There are several reports about the relationship between HIV, Ebola, and Influenza viral load as a predictor of disease severity and progression of infection or its outcome [37–39]. Of course, some results were not conclusive [40]. However, SARS-Co-2 decreases the absolute amount of lymphocytes and increases inflammatory markers such as CRP and IL6, which is associated with worsening of the disease [41]. This finding has also been reported by Zhou et al. [30]. Also, the CT value can be affected by the sampling location, the experience of the person taking the sample, because usually samples taken from sputum have a higher viral load than samples taken from the throat [42]. Viral infections have been reported to cause an increase in acute phase reactants and can induce severe systemic inflammatory reactions that are known as cytokine storms [43]. These reactions are higher in patients with the severe disease than in mild or moderate cases and have been reported to be associated with disease severity [44].

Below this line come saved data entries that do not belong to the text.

//! Shader variable descriptors and the order-preserving, dedup-by-name
//! pipeline that every [`crate::module::Module`] contributes to.

use std::collections::HashMap;
use std::fmt;
use std::hash::{Hash, Hasher};

/// GLSL-flavored value types a [`ShaderVariable`] can declare. The wgpu
/// backend maps each of these onto a WGSL type (see [`VarType::wgsl_type`]).
#[derive(Debug, Clone, Copy, PartialEq)]
pub enum VarType {
    Float,
    Int,
    Bool,
    Vec2,
    Vec3,
    Vec4,
    Mat2,
    Mat3,
    Mat4,
    Sampler2D,
}

impl VarType {
    /// The WGSL spelling of this type.
    pub fn wgsl_type(&self) -> &'static str {
        match self {
            VarType::Float => "f32",
            VarType::Int => "i32",
            VarType::Bool => "bool",
            VarType::Vec2 => "vec2<f32>",
            VarType::Vec3 => "vec3<f32>",
            VarType::Vec4 => "vec4<f32>",
            VarType::Mat2 => "mat2x2<f32>",
            VarType::Mat3 => "mat3x3<f32>",
            VarType::Mat4 => "mat4x4<f32>",
            VarType::Sampler2D => "texture_2d<f32>",
        }
    }

    /// Size-string used for vertex-array layout (`f`,`i`,`2f`,`3f`,`4f`).
    /// Matrix and sampler types never appear in a vertex layout and return
    /// `None`.
    pub fn size_string(&self) -> Option<&'static str> {
        match self {
            VarType::Float => Some("f"),
            VarType::Int => Some("i"),
            VarType::Bool => Some("f"),
            VarType::Vec2 => Some("2f"),
            VarType::Vec3 => Some("3f"),
            VarType::Vec4 => Some("4f"),
            VarType::Mat2 | VarType::Mat3 | VarType::Mat4 | VarType::Sampler2D => None,
        }
    }

    /// Number of 4-byte components this type occupies in a vertex buffer.
    pub fn components(&self) -> usize {
        match self {
            VarType::Float | VarType::Int | VarType::Bool => 1,
            VarType::Vec2 => 2,
            VarType::Vec3 => 3,
            VarType::Vec4 => 4,
            VarType::Mat2 => 4,
            VarType::Mat3 => 9,
            VarType::Mat4 => 16,
            VarType::Sampler2D => 0,
        }
    }

    pub fn wgpu_vertex_format(&self) -> Option<wgpu::VertexFormat> {
        match self {
            VarType::Float | VarType::Bool => Some(wgpu::VertexFormat::Float32),
            VarType::Int => Some(wgpu::VertexFormat::Sint32),
            VarType::Vec2 => Some(wgpu::VertexFormat::Float32x2),
            VarType::Vec3 => Some(wgpu::VertexFormat::Float32x3),
            VarType::Vec4 => Some(wgpu::VertexFormat::Float32x4),
            _ => None,
        }
    }

    /// `(size, align)` in bytes under WGSL's uniform-address-space layout
    /// rules, used to pack a [`VariablePipeline`] into the bytes the
    /// assembled `Uniforms` struct expects.
    fn uniform_layout(&self) -> (usize, usize) {
        match self {
            VarType::Float | VarType::Int | VarType::Bool => (4, 4),
            VarType::Vec2 => (8, 8),
            VarType::Vec3 => (12, 16),
            VarType::Vec4 => (16, 16),
            VarType::Mat2 => (16, 8),
            VarType::Mat3 => (48, 16),
            VarType::Mat4 => (64, 16),
            VarType::Sampler2D => (0, 1),
        }
    }
}

/// Where a variable sits in the GLSL storage-qualifier model, translated to
/// the WGSL section it lands in during assembly.
#[derive(Debug, Clone, Copy, PartialEq)]
pub enum Qualifier {
    Uniform,
    Attribute,
    Varying,
}

#[derive(Debug, Clone, Copy, PartialEq)]
pub enum Direction {
    In,
    Out,
}

#[derive(Debug, Clone, Copy, PartialEq)]
pub enum Interpolation {
    Flat,
    Smooth,
    NoPerspective,
}

impl Interpolation {
    pub fn wgsl_attribute(&self) -> &'static str {
        match self {
            Interpolation::Flat => "@interpolate(flat)",
            Interpolation::Smooth => "@interpolate(perspective)",
            Interpolation::NoPerspective => "@interpolate(linear)",
        }
    }
}

/// A concrete numeric value a [`ShaderVariable`] can carry for upload.
#[derive(Debug, Clone, PartialEq)]
pub enum VarValue {
    Float(f32),
    Int(i32),
    Bool(bool),
    Vec2([f32; 2]),
    Vec3([f32; 3]),
    Vec4([f32; 4]),
    Mat2([f32; 4]),
    Mat3([f32; 9]),
    Mat4([f32; 16]),
    /// Texture-unit binding; the payload is the texture's registered name,
    /// resolved to a bind group entry at compile time.
    Texture(String),
}

/// A single GLSL-style declaration: type, name, optional value/qualifier/
/// direction/interpolation. Equality and hashing are by `name` only, so a
/// `HashSet<ShaderVariable>` or the dedup logic in [`VariablePipeline`]
/// collapses two declarations sharing an identifier regardless of any other
/// field — the later declaration always wins.
#[derive(Debug, Clone)]
pub struct ShaderVariable {
    pub var_type: VarType,
    pub name: String,
    pub value: Option<VarValue>,
    pub qualifier: Option<Qualifier>,
    pub direction: Option<Direction>,
    pub interpolation: Option<Interpolation>,
}

impl ShaderVariable {
    pub fn new(var_type: VarType, name: impl Into<String>) -> Self {
        Self {
            var_type,
            name: name.into(),
            value: None,
            qualifier: None,
            direction: None,
            interpolation: None,
        }
    }

    pub fn uniform(var_type: VarType, name: impl Into<String>) -> Self {
        Self::new(var_type, name).with_qualifier(Qualifier::Uniform)
    }

    pub fn with_value(mut self, value: VarValue) -> Self {
        self.value = Some(value);
        self
    }

    pub fn with_qualifier(mut self, qualifier: Qualifier) -> Self {
        self.qualifier = Some(qualifier);
        self
    }

    pub fn with_direction(mut self, direction: Direction) -> Self {
        self.direction = Some(direction);
        self
    }

    pub fn with_interpolation(mut self, interpolation: Interpolation) -> Self {
        self.interpolation = Some(interpolation);
        self
    }

    pub fn is_sampler(&self) -> bool {
        matches!(self.var_type, VarType::Sampler2D)
    }

    /// Vertex-array size string (`f`,`i`,`2f`,`3f`,`4f`), `None` for
    /// matrix/sampler variables which never populate a vertex buffer slot.
    pub fn size_string(&self) -> Option<&'static str> {
        self.var_type.size_string()
    }

    /// A single-field line suitable for splicing into the assembled
    /// uniform struct (`name: type,`).
    pub fn uniform_field(&self) -> String {
        format!("    {}: {},\n", self.name, self.var_type.wgsl_type())
    }

    /// Serializes the current value into `size` bytes per WGSL's
    /// uniform-address-space layout, zero-filling an unset value.
    fn packed_bytes(&self, size: usize) -> Vec<u8> {
        let mut buf = vec![0u8; size];
        let Some(value) = &self.value else { return buf };
        let data: Vec<u8> = match value {
            VarValue::Float(v) => v.to_le_bytes().to_vec(),
            VarValue::Int(v) => v.to_le_bytes().to_vec(),
            VarValue::Bool(v) => (*v as i32).to_le_bytes().to_vec(),
            VarValue::Vec2(v) => v.iter().flat_map(|f| f.to_le_bytes()).collect(),
            VarValue::Vec3(v) => v.iter().flat_map(|f| f.to_le_bytes()).collect(),
            VarValue::Vec4(v) => v.iter().flat_map(|f| f.to_le_bytes()).collect(),
            VarValue::Mat2(v) => v.iter().flat_map(|f| f.to_le_bytes()).collect(),
            VarValue::Mat3(v) => {
                // Each vec3<f32> column is padded to 16 bytes in WGSL.
                let mut out = Vec::with_capacity(48);
                for col in v.chunks(3) {
                    for f in col {
                        out.extend_from_slice(&f.to_le_bytes());
                    }
                    out.extend_from_slice(&[0u8; 4]);
                }
                out
            }
            VarValue::Mat4(v) => v.iter().flat_map(|f| f.to_le_bytes()).collect(),
            VarValue::Texture(_) => Vec::new(),
        };
        let n = data.len().min(buf.len());
        buf[..n].copy_from_slice(&data[..n]);
        buf
    }

    /// A `@location(n) name: type,` line used for vertex-output /
    /// fragment-input struct fields (the "traverse" variables: `fragCoord`,
    /// `stxy`, `glxy`, ... plus `instance`).
    pub fn varying_field(&self, location: u32) -> String {
        let interp = self
            .interpolation
            .map(|i| format!("{} ", i.wgsl_attribute()))
            .unwrap_or_default();
        format!(
            "    @location({location}) {interp}{}: {},\n",
            self.name,
            self.var_type.wgsl_type()
        )
    }
}

impl PartialEq for ShaderVariable {
    fn eq(&self, other: &Self) -> bool {
        self.name == other.name
    }
}
impl Eq for ShaderVariable {}
impl Hash for ShaderVariable {
    fn hash<H: Hasher>(&self, state: &mut H) {
        self.name.hash(state);
    }
}

impl fmt::Display for ShaderVariable {
    fn fmt(&self, f: &mut fmt::Formatter<'_>) -> fmt::Result {
        write!(f, "{}: {}", self.name, self.var_type.wgsl_type())
    }
}

/// An order-preserving set of [`ShaderVariable`]s, deduplicated by name:
/// pushing a variable whose name already exists overwrites the existing
/// entry *in place* (its original position in insertion order is kept) —
/// duplicates are dedup'd by last occurrence.
#[derive(Debug, Clone, Default)]
pub struct VariablePipeline {
    order: Vec<ShaderVariable>,
    index: HashMap<String, usize>,
}

impl VariablePipeline {
    pub fn new() -> Self {
        Self::default()
    }

    pub fn push(&mut self, var: ShaderVariable) {
        if let Some(&idx) = self.index.get(&var.name) {
            self.order[idx] = var;
        } else {
            self.index.insert(var.name.clone(), self.order.len());
            self.order.push(var);
        }
    }

    pub fn extend(&mut self, vars: impl IntoIterator<Item = ShaderVariable>) {
        for v in vars {
            self.push(v);
        }
    }

    pub fn iter(&self) -> impl Iterator<Item = &ShaderVariable> {
        self.order.iter()
    }

    pub fn len(&self) -> usize {
        self.order.len()
    }

    pub fn is_empty(&self) -> bool {
        self.order.is_empty()
    }

    pub fn get(&self, name: &str) -> Option<&ShaderVariable> {
        self.index.get(name).map(|&i| &self.order[i])
    }

    pub fn samplers(&self) -> impl Iterator<Item = &ShaderVariable> {
        self.order.iter().filter(|v| v.is_sampler())
    }

    pub fn non_samplers(&self) -> impl Iterator<Item = &ShaderVariable> {
        self.order.iter().filter(|v| !v.is_sampler())
    }

    /// Packs every non-sampler variable's current value into the byte
    /// layout the assembled `Uniforms` struct expects (same field order as
    /// [`Self::non_samplers`], which is also the order `ShaderAssembler`
    /// uses to emit the struct), padded to a 16-byte stride overall.
    pub fn pack_uniforms(&self) -> Vec<u8> {
        let mut out = Vec::new();
        for var in self.non_samplers() {
            let (size, align) = var.var_type.uniform_layout();
            let pad = (align - (out.len() % align)) % align;
            out.extend(std::iter::repeat(0u8).take(pad));
            out.extend(var.packed_bytes(size));
        }
        let pad = (16 - (out.len() % 16)) % 16;
        out.extend(std::iter::repeat(0u8).take(pad));
        out
    }
}

#[cfg(test)]
mod tests {
    use super::*;

    #[test]
    fn dedup_keeps_first_position_last_value() {
        let mut pipeline = VariablePipeline::new();
        pipeline.push(ShaderVariable::uniform(VarType::Float, "iTime").with_value(VarValue::Float(1.0)));
        pipeline.push(ShaderVariable::uniform(VarType::Vec2, "iResolution"));
        pipeline.push(ShaderVariable::uniform(VarType::Float, "iTime").with_value(VarValue::Float(2.0)));

        assert_eq!(pipeline.len(), 2);
        let names: Vec<_> = pipeline.iter().map(|v| v.name.as_str()).collect();
        assert_eq!(names, vec!["iTime", "iResolution"]);
        match pipeline.get("iTime").unwrap().value {
            Some(VarValue::Float(v)) => assert_eq!(v, 2.0),
            _ => panic!("expected overwritten value"),
        }
    }

    #[test]
    fn equality_and_hash_ignore_everything_but_name() {
        let a = ShaderVariable::uniform(VarType::Float, "x").with_value(VarValue::Float(1.0));
        let b = ShaderVariable::uniform(VarType::Vec3, "x").with_value(VarValue::Vec3([0.0; 3]));
        assert_eq!(a, b);
    }

    #[test]
    fn size_strings_match_spec() {
        assert_eq!(VarType::Float.size_string(), Some("f"));
        assert_eq!(VarType::Int.size_string(), Some("i"));
        assert_eq!(VarType::Vec2.size_string(), Some("2f"));
        assert_eq!(VarType::Vec3.size_string(), Some("3f"));
        assert_eq!(VarType::Vec4.size_string(), Some("4f"));
        assert_eq!(VarType::Mat4.size_string(), None);
    }
}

In our study, the mean age of patients with severe disease who recovered slightly decreased from the onset of the pandemic to the time of this study, but the mean age of patients who died during this period did not change. Also, the sex distribution of patients showed that in the number of dead hospitalized patients before July, the frequency of women was more than men, but after this date, the frequency of men was always higher than women, and this ratio was still present for recovered hospitalized patients. The mean CT value did not change significantly during this period. Although these changes have not been significant, in many other cases the behavior of the virus in terms of severity, prevalence, and clinical symptoms have changes that can be influenced by environmental or genetic factors of the virus and need further study. Some limitations of this study in generalizing the results should be considered. In both groups of outpatients and inpatients, PCR test was performed only once and at the time of referral and it was not possible to repeat the test during hospitalization or a specific period.